═════ Data to examine ═════

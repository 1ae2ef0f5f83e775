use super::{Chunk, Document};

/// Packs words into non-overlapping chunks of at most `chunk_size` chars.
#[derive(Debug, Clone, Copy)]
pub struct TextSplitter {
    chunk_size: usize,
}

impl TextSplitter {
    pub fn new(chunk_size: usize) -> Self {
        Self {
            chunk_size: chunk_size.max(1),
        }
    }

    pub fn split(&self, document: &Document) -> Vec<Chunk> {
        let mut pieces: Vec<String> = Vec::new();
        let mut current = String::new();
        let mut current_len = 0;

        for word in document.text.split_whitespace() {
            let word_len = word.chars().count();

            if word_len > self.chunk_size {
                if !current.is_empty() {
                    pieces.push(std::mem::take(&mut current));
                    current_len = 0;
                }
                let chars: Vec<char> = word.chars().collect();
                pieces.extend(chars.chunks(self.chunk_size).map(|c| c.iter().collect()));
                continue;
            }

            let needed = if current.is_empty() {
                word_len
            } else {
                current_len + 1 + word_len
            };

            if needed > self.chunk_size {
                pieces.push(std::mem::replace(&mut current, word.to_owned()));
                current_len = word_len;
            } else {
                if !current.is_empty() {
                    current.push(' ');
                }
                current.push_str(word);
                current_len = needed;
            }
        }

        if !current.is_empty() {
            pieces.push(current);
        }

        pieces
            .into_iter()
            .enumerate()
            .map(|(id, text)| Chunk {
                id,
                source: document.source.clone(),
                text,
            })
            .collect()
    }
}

═════
═════ Data to examine ═════

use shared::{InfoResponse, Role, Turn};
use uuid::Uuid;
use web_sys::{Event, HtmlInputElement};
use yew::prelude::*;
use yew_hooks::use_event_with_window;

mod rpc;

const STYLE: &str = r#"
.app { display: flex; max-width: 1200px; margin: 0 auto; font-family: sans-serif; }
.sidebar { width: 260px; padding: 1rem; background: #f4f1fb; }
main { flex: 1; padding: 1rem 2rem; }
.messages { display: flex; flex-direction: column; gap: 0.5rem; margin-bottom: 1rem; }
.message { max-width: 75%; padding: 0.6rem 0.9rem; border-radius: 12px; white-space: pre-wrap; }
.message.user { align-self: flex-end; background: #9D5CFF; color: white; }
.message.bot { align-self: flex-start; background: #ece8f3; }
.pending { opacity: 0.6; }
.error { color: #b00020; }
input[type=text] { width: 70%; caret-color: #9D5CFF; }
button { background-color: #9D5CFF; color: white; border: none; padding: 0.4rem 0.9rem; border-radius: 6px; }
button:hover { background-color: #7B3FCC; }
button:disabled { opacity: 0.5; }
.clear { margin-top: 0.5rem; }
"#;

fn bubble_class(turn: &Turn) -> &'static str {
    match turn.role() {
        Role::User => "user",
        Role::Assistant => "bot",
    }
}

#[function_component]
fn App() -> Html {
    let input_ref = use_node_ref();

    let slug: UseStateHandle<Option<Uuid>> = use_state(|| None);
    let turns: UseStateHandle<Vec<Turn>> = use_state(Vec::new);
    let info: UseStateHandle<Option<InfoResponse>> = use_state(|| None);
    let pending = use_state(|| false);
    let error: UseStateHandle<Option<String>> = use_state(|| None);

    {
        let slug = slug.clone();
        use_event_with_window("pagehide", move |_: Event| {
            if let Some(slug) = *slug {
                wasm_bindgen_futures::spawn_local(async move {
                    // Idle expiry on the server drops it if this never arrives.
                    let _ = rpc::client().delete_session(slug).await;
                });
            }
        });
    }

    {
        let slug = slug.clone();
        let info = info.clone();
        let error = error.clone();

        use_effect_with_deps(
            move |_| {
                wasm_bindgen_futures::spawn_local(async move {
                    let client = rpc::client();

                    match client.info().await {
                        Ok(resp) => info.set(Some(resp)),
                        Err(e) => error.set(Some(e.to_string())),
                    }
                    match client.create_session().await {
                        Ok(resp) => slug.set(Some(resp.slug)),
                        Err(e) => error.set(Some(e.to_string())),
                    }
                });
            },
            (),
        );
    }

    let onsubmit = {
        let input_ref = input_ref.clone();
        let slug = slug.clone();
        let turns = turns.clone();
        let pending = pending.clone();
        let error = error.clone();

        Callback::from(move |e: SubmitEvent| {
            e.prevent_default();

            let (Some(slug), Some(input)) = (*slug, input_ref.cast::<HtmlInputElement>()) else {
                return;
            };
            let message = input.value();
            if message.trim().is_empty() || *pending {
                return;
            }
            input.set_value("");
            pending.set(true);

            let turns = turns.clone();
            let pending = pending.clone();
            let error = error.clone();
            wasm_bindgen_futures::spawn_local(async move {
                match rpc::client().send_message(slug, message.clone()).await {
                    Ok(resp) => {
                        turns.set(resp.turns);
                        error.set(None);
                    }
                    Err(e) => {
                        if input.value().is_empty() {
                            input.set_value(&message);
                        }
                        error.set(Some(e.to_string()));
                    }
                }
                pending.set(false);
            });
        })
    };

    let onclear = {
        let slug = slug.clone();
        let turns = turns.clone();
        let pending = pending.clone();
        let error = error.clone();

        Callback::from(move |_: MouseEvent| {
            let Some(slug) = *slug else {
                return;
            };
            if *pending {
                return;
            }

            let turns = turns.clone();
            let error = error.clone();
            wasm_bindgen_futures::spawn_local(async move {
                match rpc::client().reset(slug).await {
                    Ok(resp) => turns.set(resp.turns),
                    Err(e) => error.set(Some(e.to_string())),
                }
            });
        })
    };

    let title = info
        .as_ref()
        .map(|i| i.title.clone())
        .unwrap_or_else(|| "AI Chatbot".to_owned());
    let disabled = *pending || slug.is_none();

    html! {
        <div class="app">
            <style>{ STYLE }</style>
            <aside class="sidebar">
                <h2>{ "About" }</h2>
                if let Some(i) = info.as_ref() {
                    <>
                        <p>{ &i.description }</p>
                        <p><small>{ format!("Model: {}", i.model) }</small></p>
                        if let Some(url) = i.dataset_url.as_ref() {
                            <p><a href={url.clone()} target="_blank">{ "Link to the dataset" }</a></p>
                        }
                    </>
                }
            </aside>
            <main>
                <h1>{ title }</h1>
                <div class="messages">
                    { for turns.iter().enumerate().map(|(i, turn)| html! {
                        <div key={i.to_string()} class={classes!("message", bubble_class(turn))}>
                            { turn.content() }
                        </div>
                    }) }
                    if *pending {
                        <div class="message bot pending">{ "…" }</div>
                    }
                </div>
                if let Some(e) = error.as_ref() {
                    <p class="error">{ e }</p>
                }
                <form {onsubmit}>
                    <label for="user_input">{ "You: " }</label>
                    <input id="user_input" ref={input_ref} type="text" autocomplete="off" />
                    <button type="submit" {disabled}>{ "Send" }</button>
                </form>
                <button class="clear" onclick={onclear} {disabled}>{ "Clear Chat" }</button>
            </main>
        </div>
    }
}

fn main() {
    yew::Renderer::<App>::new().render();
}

═════
═════ Data to examine ═════

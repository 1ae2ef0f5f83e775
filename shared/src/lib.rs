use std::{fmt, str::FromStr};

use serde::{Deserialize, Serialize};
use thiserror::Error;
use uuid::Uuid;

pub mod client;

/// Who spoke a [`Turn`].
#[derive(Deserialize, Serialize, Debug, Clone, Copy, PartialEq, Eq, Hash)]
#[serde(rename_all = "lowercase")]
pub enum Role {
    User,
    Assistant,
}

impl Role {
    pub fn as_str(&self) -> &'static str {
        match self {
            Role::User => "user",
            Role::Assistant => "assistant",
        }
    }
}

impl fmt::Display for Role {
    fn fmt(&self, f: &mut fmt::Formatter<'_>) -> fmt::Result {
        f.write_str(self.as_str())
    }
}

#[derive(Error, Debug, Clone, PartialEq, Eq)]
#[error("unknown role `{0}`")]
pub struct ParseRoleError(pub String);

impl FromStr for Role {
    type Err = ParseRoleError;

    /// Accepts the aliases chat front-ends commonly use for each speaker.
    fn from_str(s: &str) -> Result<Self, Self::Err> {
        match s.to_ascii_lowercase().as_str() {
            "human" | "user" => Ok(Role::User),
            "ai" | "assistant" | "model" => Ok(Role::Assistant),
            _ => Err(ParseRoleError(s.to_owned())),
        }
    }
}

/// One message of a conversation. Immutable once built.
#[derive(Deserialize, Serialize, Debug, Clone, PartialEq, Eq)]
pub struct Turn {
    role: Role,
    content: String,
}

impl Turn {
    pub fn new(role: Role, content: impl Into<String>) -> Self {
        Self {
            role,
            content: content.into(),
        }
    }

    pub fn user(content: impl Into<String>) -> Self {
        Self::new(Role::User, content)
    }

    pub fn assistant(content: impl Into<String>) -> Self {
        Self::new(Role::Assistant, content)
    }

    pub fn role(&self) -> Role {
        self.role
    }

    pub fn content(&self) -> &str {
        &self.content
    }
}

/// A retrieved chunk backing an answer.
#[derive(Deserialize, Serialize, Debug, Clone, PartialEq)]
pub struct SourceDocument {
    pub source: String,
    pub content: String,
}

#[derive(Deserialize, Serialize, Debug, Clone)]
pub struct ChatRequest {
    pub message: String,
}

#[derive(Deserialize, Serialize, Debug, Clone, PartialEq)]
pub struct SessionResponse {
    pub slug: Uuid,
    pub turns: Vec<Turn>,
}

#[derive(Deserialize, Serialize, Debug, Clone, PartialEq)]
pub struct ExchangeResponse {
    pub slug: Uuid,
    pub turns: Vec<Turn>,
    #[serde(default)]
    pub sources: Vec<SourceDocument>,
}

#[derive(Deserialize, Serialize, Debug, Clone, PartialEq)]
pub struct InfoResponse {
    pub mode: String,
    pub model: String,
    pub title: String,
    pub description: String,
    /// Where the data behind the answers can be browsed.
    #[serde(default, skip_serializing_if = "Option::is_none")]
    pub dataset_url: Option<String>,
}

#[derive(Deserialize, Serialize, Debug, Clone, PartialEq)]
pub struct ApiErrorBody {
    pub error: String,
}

═════

■ **Requirement**: Pull out every line in the material above where "chunks" occurs.

■ **Solution for this problem**:
/// Packs words into non-overlapping chunks of at most `chunk_size` chars.
                pieces.extend(chars.chunks(self.chunk_size).map(|c| c.iter().collect()));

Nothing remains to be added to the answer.